(Saved data entries)
//! Engine runtime: one task owns all controller mutations.
//!
//! External callers talk to the engine through a [`StandbyHandle`], which
//! enqueues commands on an mpsc queue without blocking. Each command carries
//! the elapsed time sampled at submission, so ordering and timestamps match
//! what the caller observed. The runtime task drains the queue one command
//! at a time; a scanner tick therefore executes atomically with respect to
//! every other operation.

use std::sync::Arc;
use std::time::Duration;

use tokio::sync::{mpsc, oneshot};
use tokio::task::JoinHandle;
use tokio_util::sync::CancellationToken;
use tracing::{debug, info, warn};

use dozearc_core::{CheckpointStore, StandbyController, StandbyInjector};
use dozearc_domain::{
    BootPhase, DozeArcError, Result, StandbyBucket, StandbyEvent, StandbySnapshot, UserId,
};

const COMMAND_QUEUE_DEPTH: usize = 256;
const STOP_TIMEOUT: Duration = Duration::from_secs(5);

enum EngineCommand {
    ReportEvent { event: StandbyEvent, elapsed: u64, user: UserId },
    CheckIdleStates { user: UserId, done: oneshot::Sender<()> },
    CheckIdleStatesAll,
    GetBucket {
        package: String,
        user: UserId,
        elapsed: u64,
        obfuscate_ephemeral: bool,
        reply: oneshot::Sender<StandbyBucket>,
    },
    SetBucket {
        package: String,
        user: UserId,
        bucket_value: u32,
        reason: String,
        elapsed: u64,
        reply: oneshot::Sender<Result<()>>,
    },
    ForceIdleState { package: String, user: UserId, idle: bool },
    IsIdleFilteredOrParoled {
        package: String,
        user: UserId,
        elapsed: u64,
        obfuscate_ephemeral: bool,
        reply: oneshot::Sender<bool>,
    },
    SetChargingState(bool),
    BootPhase(BootPhase),
    Snapshot { reply: oneshot::Sender<StandbySnapshot> },
}

/// Cloneable, thread-safe front door to the engine task.
#[derive(Clone)]
pub struct StandbyHandle {
    tx: mpsc::Sender<EngineCommand>,
    injector: Arc<dyn StandbyInjector>,
}

impl StandbyHandle {
    fn now(&self) -> u64 {
        self.injector.elapsed_realtime()
    }

    async fn send(&self, command: EngineCommand) -> Result<()> {
        self.tx
            .send(command)
            .await
            .map_err(|_| DozeArcError::Internal("engine task is gone".into()))
    }

    /// Ingest one app-usage event. The elapsed clock is sampled here, at
    /// submission.
    pub async fn report_event(&self, event: StandbyEvent, user: UserId) -> Result<()> {
        let elapsed = self.now();
        self.send(EngineCommand::ReportEvent { event, elapsed, user }).await
    }

    /// Force a scanner tick and wait for it to complete.
    pub async fn check_idle_states(&self, user: UserId) -> Result<()> {
        let (done, ack) = oneshot::channel();
        self.send(EngineCommand::CheckIdleStates { user, done }).await?;
        ack.await.map_err(|_| DozeArcError::Internal("engine task is gone".into()))
    }

    pub async fn get_app_standby_bucket(
        &self,
        package: &str,
        user: UserId,
        obfuscate_ephemeral: bool,
    ) -> Result<StandbyBucket> {
        let (reply, rx) = oneshot::channel();
        self.send(EngineCommand::GetBucket {
            package: package.to_string(),
            user,
            elapsed: self.now(),
            obfuscate_ephemeral,
            reply,
        })
        .await?;
        rx.await.map_err(|_| DozeArcError::Internal("engine task is gone".into()))
    }

    /// External bucket assignment over the untrusted surface: raw values
    /// are validated on the engine task and invalid ones rejected with an
    /// error. Precedence violations are silent no-ops.
    pub async fn set_app_standby_bucket(
        &self,
        package: &str,
        user: UserId,
        bucket_value: u32,
        reason: &str,
    ) -> Result<()> {
        let (reply, rx) = oneshot::channel();
        self.send(EngineCommand::SetBucket {
            package: package.to_string(),
            user,
            bucket_value,
            reason: reason.to_string(),
            elapsed: self.now(),
            reply,
        })
        .await?;
        rx.await.map_err(|_| DozeArcError::Internal("engine task is gone".into()))?
    }

    pub async fn force_idle_state(&self, package: &str, user: UserId, idle: bool) -> Result<()> {
        self.send(EngineCommand::ForceIdleState { package: package.to_string(), user, idle })
            .await
    }

    pub async fn is_app_idle_filtered_or_paroled(
        &self,
        package: &str,
        user: UserId,
        obfuscate_ephemeral: bool,
    ) -> Result<bool> {
        let (reply, rx) = oneshot::channel();
        self.send(EngineCommand::IsIdleFilteredOrParoled {
            package: package.to_string(),
            user,
            elapsed: self.now(),
            obfuscate_ephemeral,
            reply,
        })
        .await?;
        rx.await.map_err(|_| DozeArcError::Internal("engine task is gone".into()))
    }

    pub async fn set_charging_state(&self, charging: bool) -> Result<()> {
        self.send(EngineCommand::SetChargingState(charging)).await
    }

    pub async fn on_boot_phase(&self, phase: BootPhase) -> Result<()> {
        self.send(EngineCommand::BootPhase(phase)).await
    }

    /// Periodic scan entry point used by the scheduler.
    pub async fn check_idle_states_all(&self) -> Result<()> {
        self.send(EngineCommand::CheckIdleStatesAll).await
    }

    /// Snapshot of all history, taken between task turns.
    pub async fn snapshot(&self) -> Result<StandbySnapshot> {
        let (reply, rx) = oneshot::channel();
        self.send(EngineCommand::Snapshot { reply }).await?;
        rx.await.map_err(|_| DozeArcError::Internal("engine task is gone".into()))
    }
}

/// Owns the engine task and its lifecycle.
pub struct EngineRuntime {
    handle: StandbyHandle,
    task: Option<JoinHandle<()>>,
    cancellation: CancellationToken,
}

impl EngineRuntime {
    /// Spawn the engine task. When a checkpoint store is supplied, the
    /// latest checkpoint is restored before the first command is processed
    /// and a final checkpoint is saved on shutdown.
    pub fn start(
        controller: Arc<StandbyController>,
        injector: Arc<dyn StandbyInjector>,
        checkpoints: Option<Arc<dyn CheckpointStore>>,
    ) -> Self {
        let (tx, rx) = mpsc::channel(COMMAND_QUEUE_DEPTH);
        let cancellation = CancellationToken::new();

        let task = tokio::spawn(Self::run(
            controller,
            rx,
            checkpoints,
            cancellation.clone(),
        ));

        info!("engine runtime started");
        Self { handle: StandbyHandle { tx, injector }, task: Some(task), cancellation }
    }

    pub fn handle(&self) -> StandbyHandle {
        self.handle.clone()
    }

    /// Stop the engine task: drains nothing further, saves the final
    /// checkpoint, and awaits the task with a timeout.
    pub async fn stop(&mut self) -> Result<()> {
        self.cancellation.cancel();
        if let Some(task) = self.task.take() {
            tokio::time::timeout(STOP_TIMEOUT, task)
                .await
                .map_err(|_| DozeArcError::Internal("engine task did not stop in time".into()))?
                .map_err(|e| DozeArcError::Internal(format!("engine task panicked: {e}")))?;
        }
        info!("engine runtime stopped");
        Ok(())
    }

    async fn run(
        controller: Arc<StandbyController>,
        mut rx: mpsc::Receiver<EngineCommand>,
        checkpoints: Option<Arc<dyn CheckpointStore>>,
        cancellation: CancellationToken,
    ) {
        if let Some(store) = &checkpoints {
            match store.load().await {
                Ok(Some(snapshot)) => {
                    if let Err(err) = controller.restore(&snapshot) {
                        warn!(error = %err, "checkpoint restore failed, starting fresh");
                    } else {
                        info!("history restored from checkpoint");
                    }
                }
                Ok(None) => debug!("no checkpoint to restore"),
                Err(err) => warn!(error = %err, "checkpoint load failed, starting fresh"),
            }
        }

        loop {
            tokio::select! {
                _ = cancellation.cancelled() => break,
                command = rx.recv() => {
                    match command {
                        Some(command) => Self::dispatch(&controller, command),
                        None => break,
                    }
                }
            }
        }

        if let Some(store) = &checkpoints {
            if let Err(err) = store.save(&controller.snapshot()).await {
                warn!(error = %err, "final checkpoint save failed");
            }
        }
    }

    fn dispatch(controller: &Arc<StandbyController>, command: EngineCommand) {
        match command {
            EngineCommand::ReportEvent { event, elapsed, user } => {
                controller.report_event(&event, elapsed, user);
            }
            EngineCommand::CheckIdleStates { user, done } => {
                controller.check_idle_states(user);
                let _ = done.send(());
            }
            EngineCommand::CheckIdleStatesAll => controller.check_idle_states_all(),
            EngineCommand::GetBucket { package, user, elapsed, obfuscate_ephemeral, reply } => {
                let bucket =
                    controller.get_app_standby_bucket(&package, user, elapsed, obfuscate_ephemeral);
                let _ = reply.send(bucket);
            }
            EngineCommand::SetBucket { package, user, bucket_value, reason, elapsed, reply } => {
                let result = controller
                    .set_app_standby_bucket_raw(&package, user, bucket_value, &reason, elapsed);
                let _ = reply.send(result);
            }
            EngineCommand::ForceIdleState { package, user, idle } => {
                controller.force_idle_state(&package, user, idle);
            }
            EngineCommand::IsIdleFilteredOrParoled {
                package,
                user,
                elapsed,
                obfuscate_ephemeral,
                reply,
            } => {
                let filtered = controller.is_app_idle_filtered_or_paroled(
                    &package,
                    user,
                    elapsed,
                    obfuscate_ephemeral,
                );
                let _ = reply.send(filtered);
            }
            EngineCommand::SetChargingState(charging) => controller.set_charging_state(charging),
            EngineCommand::BootPhase(phase) => controller.on_boot_phase(phase),
            EngineCommand::Snapshot { reply } => {
                let _ = reply.send(controller.snapshot());
            }
        }
    }
}

impl Drop for EngineRuntime {
    fn drop(&mut self) {
        if self.task.is_some() {
            warn!("EngineRuntime dropped while running; cancelling");
            self.cancellation.cancel();
        }
    }
}
//! Checkpoint persistence adapters.

mod checkpoint;

pub use checkpoint::FileCheckpointStore;
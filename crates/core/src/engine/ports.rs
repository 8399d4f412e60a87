//! Port interfaces for the standby engine
//!
//! These traits define the boundaries between core business logic
//! and the host system. The injector is the only surface the engine
//! depends on; everything external - clocks, charger state, display
//! state, exemption queries - goes through it so tests can script the
//! whole device.

use std::path::PathBuf;
use std::sync::Arc;

use async_trait::async_trait;
use dozearc_domain::{BucketChange, Result, StandbyEventKind, StandbySnapshot, UserId};

/// Host-side queries and sinks the engine depends on.
///
/// Queries are synchronous and must return promptly; they are only called
/// from the engine task. Fallible queries model host RPC boundaries: on
/// error the engine degrades to conservative defaults rather than failing.
pub trait StandbyInjector: Send + Sync {
    /// Monotonic device-uptime clock, in milliseconds. Pauses in deep idle.
    fn elapsed_realtime(&self) -> u64;

    /// Wall clock, in milliseconds since the epoch.
    fn current_time_millis(&self) -> u64;

    /// Current charger state.
    fn is_charging(&self) -> bool;

    /// Master switch for the whole standby feature.
    fn is_app_idle_enabled(&self) -> bool;

    /// Whether the package holds a power-save exemption that also covers
    /// idle filtering.
    fn is_power_save_whitelist_except_idle(&self, package: &str) -> Result<bool>;

    /// Ephemeral (instant) apps get masked as ACTIVE on request.
    fn is_package_ephemeral(&self, user: UserId, package: &str) -> Result<bool>;

    /// Whether the default display is currently on. Drives the screen-on
    /// clock.
    fn is_default_display_on(&self) -> bool;

    /// Whether the package currently backs a bound widget for this user.
    fn is_bound_widget_package(&self, package: &str, user: UserId) -> Result<bool>;

    /// The package of the active network scorer, if any.
    fn get_active_network_scorer(&self) -> Option<String>;

    /// Users currently running on the device.
    fn get_running_user_ids(&self) -> Vec<UserId>;

    /// Raw threshold configuration string (see the settings parser).
    fn get_app_idle_settings(&self) -> String;

    /// Registers the engine's display-change callback.
    fn register_display_listener(&self, listener: Arc<dyn DisplayListener>);

    /// Observability sink for reported app-usage events.
    fn note_event(&self, kind: StandbyEventKind, package: &str, uid: u32) -> Result<()>;

    /// Root directory for engine persistence.
    fn get_data_system_directory(&self) -> PathBuf;
}

/// Callback the engine registers with the injector to learn about display
/// state changes.
pub trait DisplayListener: Send + Sync {
    fn on_display_changed(&self);
}

/// Receives value notifications whenever a commit changes an app's bucket.
pub trait BucketChangeListener: Send + Sync {
    fn on_bucket_changed(&self, change: &BucketChange);
}

/// Persistence port for history checkpoints. The engine emits snapshots;
/// where and how they are stored is an adapter concern.
#[async_trait]
pub trait CheckpointStore: Send + Sync {
    /// Persist a snapshot, replacing any previous one.
    async fn save(&self, snapshot: &StandbySnapshot) -> Result<()>;

    /// Load the most recent snapshot, or `None` when none was ever saved.
    async fn load(&self) -> Result<Option<StandbySnapshot>>;
}
//! Domain types and models

pub mod bucket;
pub mod history;
pub mod settings;
pub mod snapshot;

pub use bucket::{BucketingReason, ReasonSource, StandbyBucket, THRESHOLD_BUCKETS};
pub use history::{
    AppUsageHistory, BootPhase, BucketChange, StandbyEvent, StandbyEventKind, UserId,
};
pub use settings::StandbySettings;
pub use snapshot::{PackageSnapshot, StandbySnapshot, UserSnapshot};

The task »
Within the data above, the lines from the one with "#[async_trait]" to the one with "types and models" must be repeated exactly; no other line belongs in the answer.

Answer box »
#[async_trait]
pub trait CheckpointStore: Send + Sync {
    /// Persist a snapshot, replacing any previous one.
    async fn save(&self, snapshot: &StandbySnapshot) -> Result<()>;

    /// Load the most recent snapshot, or `None` when none was ever saved.
    async fn load(&self) -> Result<Option<StandbySnapshot>>;
}
//! Domain types and models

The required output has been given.